LAUSR

Introduction Treatment resistance to clozapine is estimated at 40–70% of the treated population. Several clozapine potentiation strategies have come into clinical practice although often without evidence-based support. Objective The aim of our work was to identify the potentiation strategies in ultra-resistant schizophrenia depending on the subtype of schizophrenia. Methodology This is a prospective study conducted on patients with the diagnosis of schizophrenia, based on DSM-IV-TR criteria, and hospitalized in the psychiatric department of the university hospital in Mahdia, Tunisia. The study sample consisted of patients meeting the resistant schizophrenia criteria as defined by national institute for clinical excellence (NICE), and the prescription of clozapine for 6 to 8 weeks was shown without significant improvement. Results we have collected 10 patients. The mean serum level of clozapine was 462.25 mg/L. The potentiation strategies were different depending on the subtype of schizophrenia.
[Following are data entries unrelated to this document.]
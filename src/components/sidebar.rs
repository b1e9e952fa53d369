//! Navigation sidebar.

#[cfg(test)]
#[path = "sidebar_test.rs"]
mod sidebar_test;

use leptos::prelude::*;

/// One sidebar link.
#[derive(Clone, Copy, Debug, PartialEq, Eq)]
pub struct NavItem {
    pub label: &'static str,
    pub href: &'static str,
}

/// Sidebar entries, in display order.
pub const NAV_ITEMS: &[NavItem] = &[
    NavItem { label: "Associations", href: "/associations" },
    NavItem { label: "Player Rankings", href: "/player-rankings" },
];

#[component]
pub fn Sidebar() -> impl IntoView {
    view! {
        <aside class="dashboard-sidebar">
            <div class="dashboard-sidebar__brand">"Draw Desk"</div>
            <nav class="dashboard-sidebar__nav">
                {NAV_ITEMS
                    .iter()
                    .map(|item| {
                        view! {
                            <a class="dashboard-sidebar__link" href=item.href>
                                {item.label}
                            </a>
                        }
                    })
                    .collect_view()}
            </nav>
        </aside>
    }
}
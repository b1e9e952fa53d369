//! Error type for REST calls.
//!
//! ERROR HANDLING
//! ==============
//! Every client failure lands in one `ApiError` so services can propagate it
//! with `?` and pages can show its `Display` text directly.

#[cfg(test)]
#[path = "error_test.rs"]
mod error_test;

/// Failure of a single REST request.
#[derive(Clone, Debug, PartialEq, Eq, thiserror::Error)]
pub enum ApiError {
    /// The request never produced a response (offline, CORS, aborted).
    #[error("network error: {0}")]
    Network(String),
    /// The server answered with a non-2xx status.
    #[error("request failed: {status} {message}")]
    Status { status: u16, message: String },
    /// The response body did not match the expected type.
    #[error("invalid response body: {0}")]
    Decode(String),
    /// The request body could not be serialized.
    #[error("invalid request body: {0}")]
    Encode(String),
    /// HTTP is only wired up in the browser build.
    #[error("not available on server")]
    Unavailable,
}

impl ApiError {
    pub fn status(status: u16, message: impl Into<String>) -> Self {
        Self::Status { status, message: message.into() }
    }

    /// HTTP status code for `Status` errors.
    pub fn status_code(&self) -> Option<u16> {
        match self {
            Self::Status { status, .. } => Some(*status),
            _ => None,
        }
    }
}

impl From<serde_json::Error> for ApiError {
    fn from(err: serde_json::Error) -> Self {
        Self::Decode(err.to_string())
    }
}
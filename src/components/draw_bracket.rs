//! Positioned bracket rendering for the draw stage.

use leptos::prelude::*;

use crate::util::bracket_layout::{Bracket, BracketMatch, MATCH_HEIGHT, MATCH_WIDTH, layout_bracket, round_label};

/// Absolutely positioned match boxes with a round heading over each column.
#[component]
pub fn DrawBracket(bracket: Bracket) -> impl IntoView {
    let layout = layout_bracket(&bracket);
    let total = bracket.rounds.len();

    let headings = bracket
        .rounds
        .iter()
        .enumerate()
        .filter_map(|(index, round)| {
            let x = layout.slots.iter().find(|slot| slot.round == index)?.x;
            let style = format!("left: {x:.0}px; width: {MATCH_WIDTH:.0}px;");
            let label = round_label(round, index, total);
            Some(view! { <div class="draw-bracket__round" style=style>{label}</div> })
        })
        .collect_view();

    let matches = layout
        .slots
        .iter()
        .map(|slot| {
            let entry = &bracket.rounds[slot.round].matches[slot.index];
            let style =
                format!("left: {:.0}px; top: {:.0}px; width: {MATCH_WIDTH:.0}px; height: {MATCH_HEIGHT:.0}px;", slot.x, slot.y);
            view! {
                <div class="draw-bracket__match" style=style>
                    {side_row(entry, entry.home.as_deref(), entry.home_label())}
                    {side_row(entry, entry.away.as_deref(), entry.away_label())}
                </div>
            }
        })
        .collect_view();

    let frame_style = format!("width: {:.0}px; height: {:.0}px;", layout.width, layout.height);

    view! {
        <div class="draw-bracket" style=frame_style>
            {headings}
            {matches}
        </div>
    }
}

fn side_row(entry: &BracketMatch, side: Option<&str>, label: &str) -> impl IntoView + use<> {
    let class = if entry.is_winner(side) {
        "draw-bracket__side draw-bracket__side--winner"
    } else {
        "draw-bracket__side"
    };
    let label = label.to_owned();
    view! { <div class=class>{label}</div> }
}
//! Client-side application state modules.
//!
//! DESIGN
//! ======
//! State structs are plain data with transition methods; pages wrap them in
//! `RwSignal`s so the transitions stay testable without a reactive runtime.

pub mod draw;
//! Root application component with routing and the SSR shell.

use leptos::prelude::*;
use leptos_meta::{MetaTags, Stylesheet, Title, provide_meta_context};
use leptos_router::{
    ParamSegment, StaticSegment,
    components::{Redirect, Route, Router, Routes},
};

use crate::pages::{associations::AssociationsPage, draw::DrawPage, player_rankings::PlayerRankingsPage};

/// HTML shell rendered on the server for SSR + hydration.
pub fn shell(options: LeptosOptions) -> impl IntoView {
    view! {
        <!DOCTYPE html>
        <html lang="en">
            <head>
                <meta charset="utf-8"/>
                <meta name="viewport" content="width=device-width, initial-scale=1"/>
                <AutoReload options=options.clone()/>
                <HydrationScripts options/>
                <MetaTags/>
            </head>
            <body>
                <App/>
            </body>
        </html>
    }
}

/// Root application component.
#[component]
pub fn App() -> impl IntoView {
    provide_meta_context();

    view! {
        <Stylesheet id="leptos" href="/pkg/draw-dashboard.css"/>
        <Title text="Draw Desk"/>

        <Router>
            <Routes fallback=|| "Page not found.".into_view()>
                <Route path=StaticSegment("") view=|| view! { <Redirect path="/associations"/> }/>
                <Route path=StaticSegment("associations") view=AssociationsPage/>
                <Route path=StaticSegment("player-rankings") view=PlayerRankingsPage/>
                <Route
                    path=(StaticSegment("draws"), ParamSegment("tournament_id"), ParamSegment("event_id"))
                    view=DrawPage
                />
            </Routes>
        </Router>
    }
}
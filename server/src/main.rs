mod config;
mod error;
mod routes;
mod state;

use config::ServerConfig;
use error::ServerError;

#[tokio::main]
async fn main() -> Result<(), ServerError> {
    tracing_subscriber::fmt::init();

    let config = ServerConfig::from_env()?;
    match config.upstream_url.as_deref() {
        Some(upstream) => tracing::info!(%upstream, "draws API proxy enabled"),
        None => tracing::warn!("DRAWS_UPSTREAM_URL not set; /api requests will return 503"),
    }

    let state = state::AppState::new(&config)?;
    let app = routes::app(state)?;
    let listener = tokio::net::TcpListener::bind(("0.0.0.0", config.port))
        .await
        .map_err(ServerError::Bind)?;

    tracing::info!(port = config.port, "draw-dashboard listening");
    axum::serve(listener, app).await.map_err(ServerError::Serve)
}
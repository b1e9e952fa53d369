//! REST client wrapper.
//!
//! Client-side (hydrate): real HTTP calls via `gloo-net`.
//! Server-side (SSR): every call fails with `ApiError::Unavailable`, since
//! the draws API is only called from the browser.
//!
//! ERROR HANDLING
//! ==============
//! Calls are single-shot: no retry, no caching. Failures are logged to the
//! browser console and returned to the caller untouched.

#![allow(clippy::unused_async)]

#[cfg(test)]
#[path = "api_test.rs"]
mod api_test;

use serde::Serialize;
use serde::de::DeserializeOwned;

use super::error::ApiError;
use crate::config::ApiConfig;

/// Generic GET/POST surface the services are written against.
#[allow(async_fn_in_trait)]
pub trait ApiClient {
    /// `GET path` and decode the body as `T`.
    async fn get<T: DeserializeOwned>(&self, path: &str) -> Result<T, ApiError>;

    /// `POST path` with a JSON `body` and decode the response as `T`.
    async fn post<B: Serialize, T: DeserializeOwned>(&self, path: &str, body: &B) -> Result<T, ApiError>;
}

impl<C: ApiClient> ApiClient for &C {
    async fn get<T: DeserializeOwned>(&self, path: &str) -> Result<T, ApiError> {
        (**self).get(path).await
    }

    async fn post<B: Serialize, T: DeserializeOwned>(&self, path: &str, body: &B) -> Result<T, ApiError> {
        (**self).post(path, body).await
    }
}

/// HTTP implementation of [`ApiClient`].
#[derive(Clone, Debug, Default)]
pub struct HttpClient {
    config: ApiConfig,
}

impl HttpClient {
    pub fn new(config: ApiConfig) -> Self {
        Self { config }
    }

    /// Client pointed at the build-time configured base path.
    pub fn from_build_env() -> Self {
        Self::new(ApiConfig::from_build_env())
    }

    pub fn config(&self) -> &ApiConfig {
        &self.config
    }
}

#[cfg(any(test, feature = "hydrate"))]
fn status_message(status: u16, status_text: &str) -> String {
    if status_text.trim().is_empty() {
        format!("HTTP {status}")
    } else {
        status_text.trim().to_owned()
    }
}

#[cfg(feature = "hydrate")]
fn network_error(err: gloo_net::Error) -> ApiError {
    match err {
        gloo_net::Error::SerdeError(e) => ApiError::Decode(e.to_string()),
        other => ApiError::Network(other.to_string()),
    }
}

#[cfg(feature = "hydrate")]
async fn decode_response<T: DeserializeOwned>(method: &str, url: &str, resp: gloo_net::http::Response) -> Result<T, ApiError> {
    if !resp.ok() {
        let err = ApiError::status(resp.status(), status_message(resp.status(), &resp.status_text()));
        log::warn!("{method} {url} failed: {err}");
        return Err(err);
    }
    resp.json::<T>().await.map_err(|e| {
        let err = network_error(e);
        log::warn!("{method} {url} body rejected: {err}");
        err
    })
}

impl ApiClient for HttpClient {
    async fn get<T: DeserializeOwned>(&self, path: &str) -> Result<T, ApiError> {
        #[cfg(feature = "hydrate")]
        {
            let url = self.config.url(path);
            log::debug!("GET {url}");
            let resp = gloo_net::http::Request::get(&url).send().await.map_err(|e| {
                let err = network_error(e);
                log::warn!("GET {url} failed: {err}");
                err
            })?;
            decode_response("GET", &url, resp).await
        }
        #[cfg(not(feature = "hydrate"))]
        {
            let _ = path;
            Err(ApiError::Unavailable)
        }
    }

    async fn post<B: Serialize, T: DeserializeOwned>(&self, path: &str, body: &B) -> Result<T, ApiError> {
        #[cfg(feature = "hydrate")]
        {
            let url = self.config.url(path);
            log::debug!("POST {url}");
            let request = gloo_net::http::Request::post(&url)
                .json(body)
                .map_err(|e| ApiError::Encode(e.to_string()))?;
            let resp = request.send().await.map_err(|e| {
                let err = network_error(e);
                log::warn!("POST {url} failed: {err}");
                err
            })?;
            decode_response("POST", &url, resp).await
        }
        #[cfg(not(feature = "hydrate"))]
        {
            let _ = (path, body);
            Err(ApiError::Unavailable)
        }
    }
}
For the undifferentiated schizophrenia, we have chosen ECT sessions. For the disorganized schizophrenia, we opted for amisulpiride and aripiprazole. For the paranoid forms, we have chosen the association of risperidone and ECT. A psychometric improvement was noted in BPRS ranging from 34 to 40%. Conclusion Every potentiation strategy entails a cost, whether it is an additional monetary cost, adverse effects or greater stress to caregivers. The cost/benefit equation should be thoroughly evaluated and discussed before commencing a strategy. Disclosure of interest The authors have not supplied their declaration of competing interest.